▶ _TASK INSTRUCTIONS_
From the line containing "use ethers::utils::secret_key_to_address;" down to the line containing "pub trait KeyStore: Send" in the records below, reproduce every line exactly, ends included, and omit all others.

[Stored items]
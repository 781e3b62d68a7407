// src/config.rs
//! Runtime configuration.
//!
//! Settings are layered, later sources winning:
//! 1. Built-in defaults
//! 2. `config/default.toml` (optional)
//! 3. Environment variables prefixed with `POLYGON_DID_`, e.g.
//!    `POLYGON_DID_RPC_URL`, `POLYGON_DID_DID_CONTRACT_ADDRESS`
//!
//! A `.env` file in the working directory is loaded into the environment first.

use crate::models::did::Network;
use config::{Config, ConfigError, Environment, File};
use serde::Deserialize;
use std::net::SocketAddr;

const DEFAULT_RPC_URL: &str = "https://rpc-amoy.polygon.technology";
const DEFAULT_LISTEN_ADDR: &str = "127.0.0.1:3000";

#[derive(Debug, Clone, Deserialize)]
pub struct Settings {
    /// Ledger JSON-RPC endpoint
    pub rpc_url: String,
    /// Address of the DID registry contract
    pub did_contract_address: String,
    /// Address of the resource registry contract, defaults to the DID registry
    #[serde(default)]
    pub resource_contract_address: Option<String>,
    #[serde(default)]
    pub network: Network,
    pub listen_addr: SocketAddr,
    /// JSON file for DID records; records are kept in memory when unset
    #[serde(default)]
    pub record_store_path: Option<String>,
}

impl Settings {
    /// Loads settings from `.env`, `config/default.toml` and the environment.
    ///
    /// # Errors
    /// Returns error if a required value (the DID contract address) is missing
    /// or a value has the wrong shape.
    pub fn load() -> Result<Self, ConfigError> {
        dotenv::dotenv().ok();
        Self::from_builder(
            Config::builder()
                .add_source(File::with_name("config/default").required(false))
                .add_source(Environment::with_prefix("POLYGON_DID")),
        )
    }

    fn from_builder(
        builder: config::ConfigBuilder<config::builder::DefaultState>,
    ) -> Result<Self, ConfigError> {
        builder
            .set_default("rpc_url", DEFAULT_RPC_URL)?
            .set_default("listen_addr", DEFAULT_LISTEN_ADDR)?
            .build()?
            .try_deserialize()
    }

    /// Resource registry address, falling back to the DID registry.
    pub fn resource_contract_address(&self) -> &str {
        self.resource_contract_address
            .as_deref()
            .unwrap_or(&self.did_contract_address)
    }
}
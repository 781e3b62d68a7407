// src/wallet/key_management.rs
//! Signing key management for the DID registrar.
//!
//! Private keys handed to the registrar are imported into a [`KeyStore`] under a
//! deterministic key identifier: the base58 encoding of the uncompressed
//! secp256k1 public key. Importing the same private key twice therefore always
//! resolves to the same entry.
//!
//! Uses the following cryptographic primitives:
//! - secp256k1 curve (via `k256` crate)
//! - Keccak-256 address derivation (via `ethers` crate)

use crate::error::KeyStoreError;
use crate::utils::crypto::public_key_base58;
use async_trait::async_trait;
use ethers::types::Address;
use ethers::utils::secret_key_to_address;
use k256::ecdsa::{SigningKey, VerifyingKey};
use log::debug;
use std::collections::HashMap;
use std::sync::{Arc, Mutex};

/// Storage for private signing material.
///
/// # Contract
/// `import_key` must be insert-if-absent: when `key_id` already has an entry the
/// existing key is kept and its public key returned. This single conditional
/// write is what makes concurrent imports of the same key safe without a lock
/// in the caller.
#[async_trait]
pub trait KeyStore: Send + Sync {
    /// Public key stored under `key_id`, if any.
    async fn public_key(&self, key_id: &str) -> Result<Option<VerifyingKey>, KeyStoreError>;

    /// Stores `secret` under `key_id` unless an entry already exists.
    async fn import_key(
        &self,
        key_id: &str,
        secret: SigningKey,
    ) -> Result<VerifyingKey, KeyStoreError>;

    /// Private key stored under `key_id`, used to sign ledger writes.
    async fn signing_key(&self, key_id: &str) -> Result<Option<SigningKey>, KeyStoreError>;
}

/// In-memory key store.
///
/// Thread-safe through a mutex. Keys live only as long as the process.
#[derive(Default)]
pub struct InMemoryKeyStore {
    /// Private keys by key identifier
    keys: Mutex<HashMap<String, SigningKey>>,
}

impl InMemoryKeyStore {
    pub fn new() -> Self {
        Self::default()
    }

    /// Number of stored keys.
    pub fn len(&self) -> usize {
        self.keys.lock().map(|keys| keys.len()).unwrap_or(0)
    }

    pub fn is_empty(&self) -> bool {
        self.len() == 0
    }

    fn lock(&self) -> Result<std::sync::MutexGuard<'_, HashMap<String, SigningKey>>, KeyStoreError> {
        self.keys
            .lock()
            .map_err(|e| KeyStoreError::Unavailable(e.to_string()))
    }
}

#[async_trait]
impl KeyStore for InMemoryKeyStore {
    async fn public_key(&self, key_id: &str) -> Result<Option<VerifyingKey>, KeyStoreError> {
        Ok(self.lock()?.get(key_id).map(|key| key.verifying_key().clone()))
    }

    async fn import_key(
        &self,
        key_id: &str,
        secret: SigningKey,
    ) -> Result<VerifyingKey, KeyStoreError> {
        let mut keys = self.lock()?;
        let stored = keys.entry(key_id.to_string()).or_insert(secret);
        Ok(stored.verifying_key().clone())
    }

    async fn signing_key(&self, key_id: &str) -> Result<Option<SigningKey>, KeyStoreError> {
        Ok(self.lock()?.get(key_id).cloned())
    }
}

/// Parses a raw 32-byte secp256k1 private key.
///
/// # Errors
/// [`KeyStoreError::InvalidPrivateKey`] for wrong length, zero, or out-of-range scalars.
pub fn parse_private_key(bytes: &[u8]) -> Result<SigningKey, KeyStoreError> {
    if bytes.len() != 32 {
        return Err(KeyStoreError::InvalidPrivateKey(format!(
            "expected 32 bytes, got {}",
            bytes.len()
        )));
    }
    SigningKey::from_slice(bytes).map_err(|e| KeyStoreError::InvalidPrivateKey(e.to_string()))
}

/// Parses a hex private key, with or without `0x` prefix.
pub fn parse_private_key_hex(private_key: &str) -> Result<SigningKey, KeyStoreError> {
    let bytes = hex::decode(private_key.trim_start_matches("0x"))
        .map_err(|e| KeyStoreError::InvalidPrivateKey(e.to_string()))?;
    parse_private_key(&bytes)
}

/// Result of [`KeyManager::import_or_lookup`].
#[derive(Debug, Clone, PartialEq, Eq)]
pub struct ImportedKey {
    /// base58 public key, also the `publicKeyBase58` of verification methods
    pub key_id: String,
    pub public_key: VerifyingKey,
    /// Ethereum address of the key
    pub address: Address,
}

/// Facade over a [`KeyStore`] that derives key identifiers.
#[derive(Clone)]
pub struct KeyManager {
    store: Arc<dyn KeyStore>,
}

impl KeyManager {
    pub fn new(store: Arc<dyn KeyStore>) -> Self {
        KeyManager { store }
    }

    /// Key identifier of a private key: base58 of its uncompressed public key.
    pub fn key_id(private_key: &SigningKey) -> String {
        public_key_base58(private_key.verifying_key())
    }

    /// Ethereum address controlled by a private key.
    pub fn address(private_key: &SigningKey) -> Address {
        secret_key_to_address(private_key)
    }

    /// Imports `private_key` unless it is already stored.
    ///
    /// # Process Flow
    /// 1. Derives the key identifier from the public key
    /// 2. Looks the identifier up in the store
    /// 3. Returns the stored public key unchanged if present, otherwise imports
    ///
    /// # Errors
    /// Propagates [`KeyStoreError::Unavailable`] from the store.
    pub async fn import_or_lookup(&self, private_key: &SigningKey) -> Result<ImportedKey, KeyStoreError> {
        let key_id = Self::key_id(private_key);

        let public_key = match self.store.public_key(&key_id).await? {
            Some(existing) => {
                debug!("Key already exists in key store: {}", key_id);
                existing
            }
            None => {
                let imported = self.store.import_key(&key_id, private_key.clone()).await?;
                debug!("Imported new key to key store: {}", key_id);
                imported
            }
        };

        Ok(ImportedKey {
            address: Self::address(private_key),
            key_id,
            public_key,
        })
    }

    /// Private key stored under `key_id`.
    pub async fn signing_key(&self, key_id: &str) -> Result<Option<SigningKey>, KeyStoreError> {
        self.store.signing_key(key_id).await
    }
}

▶ _SOLUTION_
use ethers::utils::secret_key_to_address;
use k256::ecdsa::{SigningKey, VerifyingKey};
use log::debug;
use std::collections::HashMap;
use std::sync::{Arc, Mutex};

/// Storage for private signing material.
///
/// # Contract
/// `import_key` must be insert-if-absent: when `key_id` already has an entry the
/// existing key is kept and its public key returned. This single conditional
/// write is what makes concurrent imports of the same key safe without a lock
/// in the caller.
#[async_trait]
pub trait KeyStore: Send + Sync {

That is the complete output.